Activity: Reproduce each line from the records that holds "differs".

Source data:
━━━━━━━━━━━━━━━━━━━━━━━━━━━━━━

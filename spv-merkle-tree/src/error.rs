use spv_task_pool::TaskPoolError;
use thiserror::Error;

/// Failure reported by a [`MerkleHasher`](crate::MerkleHasher).
#[derive(Debug, Clone, PartialEq, Eq, Error)]
#[error("hash primitive failed: {0}")]
pub struct HashError(pub String);

impl HashError {
    /// Build a hash error from any message.
    pub fn new(message: impl Into<String>) -> Self {
        HashError(message.into())
    }
}

/// Errors from Merkle tree operations.
#[derive(Debug, Error)]
pub enum MerkleTreeError {
    /// `initialize` was called on a sized tree.
    #[error("tree is already initialized with {leaf_count} leaves")]
    AlreadyInitialized {
        /// Leaf count of the existing arena.
        leaf_count: usize,
    },
    /// The arena size does not fit in `usize`.
    #[error("leaf count {0} exceeds the addressable arena size")]
    CapacityOverflow(usize),
    /// The chunk count differs from the leaf count.
    #[error("expected {expected} chunks, got {actual}")]
    ChunkCountMismatch {
        /// The tree's leaf count.
        expected: usize,
        /// Chunks supplied.
        actual: usize,
    },
    /// A chunk is shorter than the chunk size.
    #[error("chunk {index} has {len} bytes, fewer than the chunk size {chunk_size}")]
    ChunkTooShort {
        /// Position of the chunk.
        index: usize,
        /// Its length.
        len: usize,
        /// Required prefix length.
        chunk_size: usize,
    },
    /// The hash primitive failed; the run produced no root.
    #[error("hash failure at level {level}: {source}")]
    HashFailure {
        /// Level whose digests were being produced, 0 for leaves.
        level: u32,
        /// Error from the hash primitive.
        #[source]
        source: HashError,
    },
    /// Ledger replay found no pad for a padded slot.
    #[error("no pad supplied for level {level} at offset {offset}")]
    MissingPad {
        /// Level of the padded slot.
        level: u32,
        /// Arena index of the padded slot.
        offset: usize,
    },
    /// The leaf offset is not below the leaf count.
    #[error("leaf offset {offset} out of range (leaf count {leaf_count})")]
    OutOfRangeOffset {
        /// The rejected offset.
        offset: usize,
        /// The tree's leaf count.
        leaf_count: usize,
    },
    /// The operation needs an initialized tree.
    #[error("tree is not initialized")]
    UninitializedTree,
    /// A path or pad entry names a slot outside the arena.
    #[error("path entry offset {offset} is outside the arena (node count {node_count})")]
    InvalidPathEntry {
        /// The rejected offset.
        offset: usize,
        /// The arena size.
        node_count: usize,
    },
    /// The recomputed root differs from the expected one. Both are hex.
    #[error("root hash mismatch: expected {expected}, got {actual}")]
    RootMismatch {
        /// Trusted root.
        expected: String,
        /// Recomputed root.
        actual: String,
    },
    /// The worker pool failed.
    #[error("task pool error: {0}")]
    TaskPool(#[from] TaskPoolError),
}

━━━━━━━━━━━━━━━━━━━━━━━━━━━━━━

Answer to the exercise:
    /// The chunk count differs from the leaf count.
    /// The recomputed root differs from the expected one. Both are hex.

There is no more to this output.